Tuesday, February 17, 2009

Entrapment or Free Speech?

I say outrageous things in class. I admit it. I've often told classes that at some time during the semester they will either be insulted or embarrassed or ridiculed. It isn't personal. It will be about their ideas or thinking on a class-relevant topic. I also warn them that simply because I say something in class, do not assume that it is my core belief. Quite often the position is pure food for thought or Devil's Advocacy.

I'm not sure what to believe about this:

Looks Like a Setup

The missing key ingredient for me to make a definitive decision on the issue is knowing exactly what the assignment was. I lean toward total academic freedom. What is said in class, stays in class and provides the raw material for thinking about a topic. You might find some of my proposals reminiscent of Jonathan Swift's "Modest Proposal."

The student apparently is one of the born again, saved by Jesus evangelical Christians. That's fine. It is his right. The professor apparently is a classroom dictator. I identify with that and like the concept. I control the discussions in my classroom as well.

If the assignment was truly "open-ended" as it says in the news blurb, then he got what he asked for, random topics which might not conform to his learning objectives yet still are acceptable. If the assignment was more specific, then I would have to say that the student came loaded with the intention of creating an issue. He apparently had no trouble getting the ACLU, Focus on the Family and the Alliance Defense Fund all lined up to cry foul in short order. Pretty powerful lineup for a community college incident. That's entrapment.

My underlying opinion is that free speech is always the preferred option, even when the speech doesn't fit my own thinking. But my classroom is not a free speech zone. The student pays to enter and learn what I have to offer him. I get paid to provide that. No one compels the student to take my class. They are not under duress and they can quit anytime up until the thirteenth week of a fourteen week semester. The classroom is most assuredly not their personal stump for prosyletizing.

I'm with the prof on this one.

3 comments:

Anonymous said...

Set up? Tough to tell. The student certainly seemed to be looking for a conflict, but then the professor sounds a bit overbearing too. More here:

http://townhall.com/columnists/MikeSAdams/2009/02/16/ask_god_what_your_grade_is&Comments=true

In my experience, the healthiest academic environments have been in private colleges--Catholic and Jewish. Community colleges can sometimes be reasonable places too.
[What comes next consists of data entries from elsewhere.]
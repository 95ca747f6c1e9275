//! Configuration file handling

use serde::Deserialize;
use std::path::{Path, PathBuf};
use std::time::Duration;

use super::paths;
use super::{Error, Result};

/// Main configuration structure
#[derive(Debug, Deserialize, Default, Clone)]
pub struct Config {
    /// How to launch the application under test
    #[serde(default)]
    pub app: AppConfig,

    /// Remote-debugging port settings
    #[serde(default)]
    pub cdp: CdpConfig,

    /// UI wait timeouts
    #[serde(default)]
    pub timeouts: Timeouts,

    /// Fixed delays between steps and cases
    #[serde(default)]
    pub delays: Delays,

    /// Default input for cases that don't specify one
    #[serde(default)]
    pub input: InputConfig,

    /// Transform probe used by the conditional click
    #[serde(default)]
    pub transform: TransformConfig,

    /// Batch execution defaults
    #[serde(default)]
    pub execution: ExecutionConfig,

    /// Instance teardown settings
    #[serde(default)]
    pub instance: InstanceConfig,

    /// Post-run payload capture
    #[serde(default)]
    pub capture: CaptureConfig,

    /// Bundled automation driver settings
    #[serde(default)]
    pub driver: DriverConfig,

    /// Where reports and artifacts go
    #[serde(default)]
    pub logs: LogsConfig,

    /// Companion file locations
    #[serde(default)]
    pub paths: PathsConfig,
}

/// Launch descriptor for the application under test
#[derive(Debug, Deserialize, Clone)]
pub struct AppConfig {
    /// Executable path, or a name looked up on PATH
    #[serde(default)]
    pub path: PathBuf,

    /// Base launch arguments; the port argument is appended per instance
    #[serde(default)]
    pub args: Vec<String>,

    /// Default working directory for cases that don't name one
    #[serde(default = "default_working_dir")]
    pub working_dir: PathBuf,

    /// Flag used to pass the debugging port
    #[serde(default = "default_port_flag")]
    pub port_flag: String,
}

impl Default for AppConfig {
    fn default() -> Self {
        Self {
            path: PathBuf::new(),
            args: Vec::new(),
            working_dir: default_working_dir(),
            port_flag: default_port_flag(),
        }
    }
}

fn default_working_dir() -> PathBuf {
    PathBuf::from(".")
}
fn default_port_flag() -> String {
    "--remote-debugging-port".to_string()
}

/// Remote-debugging port settings, all durations in milliseconds
#[derive(Debug, Deserialize, Clone)]
pub struct CdpConfig {
    /// Base port for allocation
    #[serde(default = "default_base_port")]
    pub port: u16,

    /// Number of candidate ports scanned from the base port
    #[serde(default = "default_max_ports")]
    pub max_ports: u16,

    /// Timeout of a single reachability probe
    #[serde(default = "default_check_timeout")]
    pub check_timeout_ms: u64,

    /// How long to wait for a freshly started instance
    #[serde(default = "default_wait_max_time")]
    pub wait_max_time_ms: u64,

    /// Polling interval while waiting for an instance
    #[serde(default = "default_wait_interval")]
    pub wait_interval_ms: u64,
}

impl Default for CdpConfig {
    fn default() -> Self {
        Self {
            port: default_base_port(),
            max_ports: default_max_ports(),
            check_timeout_ms: default_check_timeout(),
            wait_max_time_ms: default_wait_max_time(),
            wait_interval_ms: default_wait_interval(),
        }
    }
}

fn default_base_port() -> u16 {
    9222
}
fn default_max_ports() -> u16 {
    100
}
fn default_check_timeout() -> u64 {
    500
}
fn default_wait_max_time() -> u64 {
    30_000
}
fn default_wait_interval() -> u64 {
    1_000
}

/// UI wait timeouts in milliseconds
#[derive(Debug, Deserialize, Clone)]
pub struct Timeouts {
    /// Optional elements (conditional click)
    #[serde(default = "default_short")]
    pub short_ms: u64,

    /// Regular element waits
    #[serde(default = "default_default")]
    pub default_ms: u64,

    /// Waiting for the bot reply
    #[serde(default = "default_long")]
    pub long_ms: u64,
}

impl Default for Timeouts {
    fn default() -> Self {
        Self {
            short_ms: default_short(),
            default_ms: default_default(),
            long_ms: default_long(),
        }
    }
}

fn default_short() -> u64 {
    5_000
}
fn default_default() -> u64 {
    10_000
}
fn default_long() -> u64 {
    60_000
}

/// Fixed delays in milliseconds
#[derive(Debug, Deserialize, Clone)]
pub struct Delays {
    /// Pause after each interaction step
    #[serde(default = "default_step_interval")]
    pub step_interval_ms: u64,

    /// Pause between cases in sequential mode
    #[serde(default = "default_case_interval")]
    pub case_interval_ms: u64,
}

impl Default for Delays {
    fn default() -> Self {
        Self {
            step_interval_ms: default_step_interval(),
            case_interval_ms: default_case_interval(),
        }
    }
}

fn default_step_interval() -> u64 {
    2_000
}
fn default_case_interval() -> u64 {
    1_000
}

#[derive(Debug, Deserialize, Clone, Default)]
pub struct InputConfig {
    #[serde(default)]
    pub default_text: String,
}

/// Transform probe settings
#[derive(Debug, Deserialize, Clone)]
pub struct TransformConfig {
    /// Horizontal translate offset (px) that triggers the conditional click
    #[serde(default = "default_check_value")]
    pub check_value: f64,
}

impl Default for TransformConfig {
    fn default() -> Self {
        Self {
            check_value: default_check_value(),
        }
    }
}

fn default_check_value() -> f64 {
    -20.0
}

/// Batch execution defaults
#[derive(Debug, Deserialize, Clone)]
pub struct ExecutionConfig {
    #[serde(default = "default_concurrency")]
    pub concurrency: usize,

    #[serde(default = "default_max_concurrency")]
    pub max_concurrency: usize,

    /// Close instances this run started once their case finishes
    #[serde(default = "default_close_app")]
    pub close_app_after_finish: bool,
}

impl Default for ExecutionConfig {
    fn default() -> Self {
        Self {
            concurrency: default_concurrency(),
            max_concurrency: default_max_concurrency(),
            close_app_after_finish: default_close_app(),
        }
    }
}

fn default_concurrency() -> usize {
    2
}
fn default_max_concurrency() -> usize {
    5
}
fn default_close_app() -> bool {
    true
}

/// Instance teardown settings
#[derive(Debug, Deserialize, Clone)]
pub struct InstanceConfig {
    /// Grace period between SIGTERM and SIGKILL
    #[serde(default = "default_close_grace")]
    pub close_grace_ms: u64,
}

impl Default for InstanceConfig {
    fn default() -> Self {
        Self {
            close_grace_ms: default_close_grace(),
        }
    }
}

fn default_close_grace() -> u64 {
    3_000
}

/// Payload capture settings
#[derive(Debug, Deserialize, Clone)]
pub struct CaptureConfig {
    #[serde(default = "default_capture_enabled")]
    pub enabled: bool,

    /// Command whose stdout is the captured payload
    #[serde(default = "default_capture_command")]
    pub command: Vec<String>,

    /// Time the command gets before the capture fails
    #[serde(default = "default_capture_timeout")]
    pub timeout_ms: u64,
}

impl Default for CaptureConfig {
    fn default() -> Self {
        Self {
            enabled: default_capture_enabled(),
            command: default_capture_command(),
            timeout_ms: default_capture_timeout(),
        }
    }
}

fn default_capture_enabled() -> bool {
    true
}

fn default_capture_timeout() -> u64 {
    5_000
}

#[cfg(target_os = "macos")]
fn default_capture_command() -> Vec<String> {
    vec!["pbpaste".to_string()]
}

#[cfg(not(target_os = "macos"))]
fn default_capture_command() -> Vec<String> {
    ["xclip", "-selection", "clipboard", "-o"]
        .iter()
        .map(|s| s.to_string())
        .collect()
}

/// Bundled driver settings
#[derive(Debug, Deserialize, Clone)]
pub struct DriverConfig {
    /// Timeout for a single protocol command
    #[serde(default = "default_command_timeout")]
    pub command_timeout_ms: u64,

    /// Pick the first page target whose URL contains this string
    #[serde(default)]
    pub target_url_contains: Option<String>,
}

impl Default for DriverConfig {
    fn default() -> Self {
        Self {
            command_timeout_ms: default_command_timeout(),
            target_url_contains: None,
        }
    }
}

fn default_command_timeout() -> u64 {
    10_000
}

#[derive(Debug, Deserialize, Clone, Default)]
pub struct LogsConfig {
    /// Report and artifact directory; relative paths resolve against the
    /// current directory
    #[serde(default)]
    pub dir: Option<PathBuf>,
}

#[derive(Debug, Deserialize, Clone, Default)]
pub struct PathsConfig {
    /// Element registry file
    #[serde(default)]
    pub elements: Option<PathBuf>,

    /// Default test-case file for batch runs
    #[serde(default)]
    pub test_cases: Option<PathBuf>,
}

impl Config {
    /// Load configuration from an explicit path or the default config file
    ///
    /// Returns default configuration if no file exists at the default
    /// location. An explicit path must exist.
    pub fn load(path: Option<&Path>) -> Result<Self> {
        let path = match path {
            Some(path) => path.to_path_buf(),
            None => match paths::config_path() {
                Some(path) if path.exists() => path,
                _ => return Ok(Self::default()),
            },
        };

        let content = std::fs::read_to_string(&path).map_err(|e| Error::file_read(&path, e))?;
        Self::from_toml(&content)
    }

    /// Parse configuration from TOML text
    pub fn from_toml(content: &str) -> Result<Self> {
        toml::from_str(content).map_err(|e| Error::ConfigParse(e.to_string()))
    }

    /// Check the values a run cannot proceed without
    pub fn validate(&self) -> Result<()> {
        if self.app.path.as_os_str().is_empty() {
            return Err(Error::ConfigInvalid("app.path is not set".to_string()));
        }
        if self.app.port_flag.is_empty() {
            return Err(Error::ConfigInvalid("app.port_flag is empty".to_string()));
        }
        if self.cdp.max_ports == 0 {
            return Err(Error::ConfigInvalid("cdp.max_ports must be at least 1".to_string()));
        }
        if self.cdp.wait_interval_ms == 0 {
            return Err(Error::ConfigInvalid(
                "cdp.wait_interval_ms must be greater than 0".to_string(),
            ));
        }
        if self.execution.concurrency == 0 || self.execution.max_concurrency == 0 {
            return Err(Error::ConfigInvalid(
                "execution.concurrency and execution.max_concurrency must be at least 1"
                    .to_string(),
            ));
        }
        if self.capture.enabled && self.capture.command.is_empty() {
            return Err(Error::ConfigInvalid(
                "capture.command is empty while capture is enabled".to_string(),
            ));
        }
        Ok(())
    }

    /// Resolve the application executable
    ///
    /// Bare names are looked up on PATH; anything with a path separator is
    /// used as given.
    pub fn resolve_app_path(&self) -> Result<PathBuf> {
        let path = &self.app.path;
        if path.components().count() > 1 || path.is_absolute() {
            return Ok(path.clone());
        }
        which::which(path).map_err(|e| {
            Error::ConfigInvalid(format!(
                "application '{}' not found on PATH: {}",
                path.display(),
                e
            ))
        })
    }

    /// Probe timeout
    pub fn check_timeout(&self) -> Duration {
        Duration::from_millis(self.cdp.check_timeout_ms)
    }

    /// Teardown grace period
    pub fn close_grace(&self) -> Duration {
        Duration::from_millis(self.instance.close_grace_ms)
    }

    /// Delay between steps
    pub fn step_interval(&self) -> Duration {
        Duration::from_millis(self.delays.step_interval_ms)
    }
}

#[cfg(test)]
mod tests {
    use super::*;

    #[test]
    fn test_defaults_from_empty_file() {
        let config = Config::from_toml("").unwrap();
        assert_eq!(config.cdp.port, 9222);
        assert_eq!(config.cdp.max_ports, 100);
        assert_eq!(config.timeouts.long_ms, 60_000);
        assert_eq!(config.instance.close_grace_ms, 3_000);
        assert_eq!(config.app.port_flag, "--remote-debugging-port");
        assert!(config.execution.close_app_after_finish);
    }

    #[test]
    fn test_partial_sections() {
        let config = Config::from_toml(
            r#"
[app]
path = "/Applications/Chat.app/Contents/MacOS/Chat"
args = ["--remote-debugging-port=9222", "--no-sandbox"]
working_dir = "/work/a"

[cdp]
port = 9300

[execution]
concurrency = 3
"#,
        )
        .unwrap();

        assert_eq!(config.cdp.port, 9300);
        assert_eq!(config.cdp.wait_interval_ms, 1_000);
        assert_eq!(config.execution.concurrency, 3);
        assert_eq!(config.execution.max_concurrency, 5);
        assert_eq!(config.app.args.len(), 2);
        assert!(config.validate().is_ok());
    }

    #[test]
    fn test_validate_rejects_missing_app() {
        let config = Config::default();
        assert!(matches!(config.validate(), Err(Error::ConfigInvalid(_))));
    }

    #[test]
    fn test_parse_error_is_reported() {
        let err = Config::from_toml("[cdp]\nport = \"high\"").unwrap_err();
        assert!(matches!(err, Error::ConfigParse(_)));
    }

    #[test]
    fn test_resolve_app_path_keeps_explicit_paths() {
        let mut config = Config::default();
        config.app.path = PathBuf::from("/opt/app/bin/app");
        assert_eq!(
            config.resolve_app_path().unwrap(),
            PathBuf::from("/opt/app/bin/app")
        );
    }
}
//! Error types for the runner
//!
//! Lifecycle and driver errors are folded into per-case results by the
//! executor; only setup errors (config, element registry, test-case files)
//! ever reach the top of a run.

use std::io;
use thiserror::Error;

/// Result type alias using our Error type
pub type Result<T> = std::result::Result<T, Error>;

/// Main error type for the runner
#[derive(Error, Debug)]
pub enum Error {
    // === Port / Instance Errors ===
    #[error("No available port (base port: {base}, attempts: {attempts})")]
    NoPortAvailable { base: u16, attempts: u16 },

    #[error("Failed to start application: {0}")]
    SpawnFailed(String),

    #[error("Timed out after {waited_ms} ms waiting for port {port} to become ready")]
    StartupTimeout { port: u16, waited_ms: u64 },

    #[error("An instance is already registered on port {0}")]
    InstanceExists(u16),

    // === Automation Errors ===
    #[error("Element '{0}' is not defined in the element registry")]
    ElementNotFound(String),

    #[error("Timed out after {timeout_ms} ms waiting for {target}")]
    StepTimeout { target: String, timeout_ms: u64 },

    #[error("Driver error: {0}")]
    Driver(String),

    #[error("Capture failed: {0}")]
    CaptureFailed(String),

    #[error("Unknown script '{name}'. Available: {available}")]
    ScriptNotFound { name: String, available: String },

    // === Configuration Errors ===
    #[error("Invalid configuration: {0}")]
    ConfigInvalid(String),

    #[error("Invalid configuration file: {0}")]
    ConfigParse(String),

    // === IO Errors ===
    #[error("IO error: {0}")]
    Io(#[from] io::Error),

    #[error("Failed to read file '{path}': {error}")]
    FileRead { path: String, error: String },

    // === Serialization Errors ===
    #[error("JSON error: {0}")]
    Json(#[from] serde_json::Error),

    #[error("YAML error: {0}")]
    Yaml(#[from] serde_yaml::Error),
}

impl Error {
    /// Create a step timeout error
    pub fn step_timeout(target: &str, timeout_ms: u64) -> Self {
        Self::StepTimeout {
            target: target.to_string(),
            timeout_ms,
        }
    }

    /// Create a script not found error listing the registered scripts
    pub fn script_not_found<S: AsRef<str>>(name: &str, available: &[S]) -> Self {
        Self::ScriptNotFound {
            name: name.to_string(),
            available: available
                .iter()
                .map(|s| s.as_ref())
                .collect::<Vec<_>>()
                .join(", "),
        }
    }

    /// Create a file read error for a path
    pub fn file_read(path: &std::path::Path, error: impl std::fmt::Display) -> Self {
        Self::FileRead {
            path: path.display().to_string(),
            error: error.to_string(),
        }
    }

    /// Whether this error belongs to the setup class that aborts a whole run
    pub fn is_setup_error(&self) -> bool {
        matches!(
            self,
            Error::ConfigInvalid(_)
                | Error::ConfigParse(_)
                | Error::FileRead { .. }
                | Error::ScriptNotFound { .. }
        )
    }
}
State universities, however, are terrible and I never want to teach in one again, mostly because of PC, the Left, and the rest of it....

Anonymous said...

http://townhall.com/columnists/Mike
SAdams/2009/02/16
/ask_god_what_your_grade_is&Comment
s=true?page=full&comments=true

Anonymous said...

This is definitely a tough call. I think that the teacher went over the line, assuming he did call the student a 'fascist bastard' (entrapment is knowing the teacher will get angry and filming it, but who could predict that a prof would resort to name-calling?), but if the student was trying to dominate the classroom and refused to stop when asked reasonably by the teacher, then the teacher is in his right to direct the discussion elsewhere. However, if the teacher did slander the student in his outburst, then perhaps some light wrist-slapping is in order.

Bringing in the ACLU, though, is definitely ridiculous on the student's part. This isn't a protest march through campus square, or one of those 'affirmative action cookie stands' you hear about every now and then (you know, white guy gets a cookie for $2, black guy gets a cookie for $1) - this is a classroom, and the teacher is the law (within reason of course).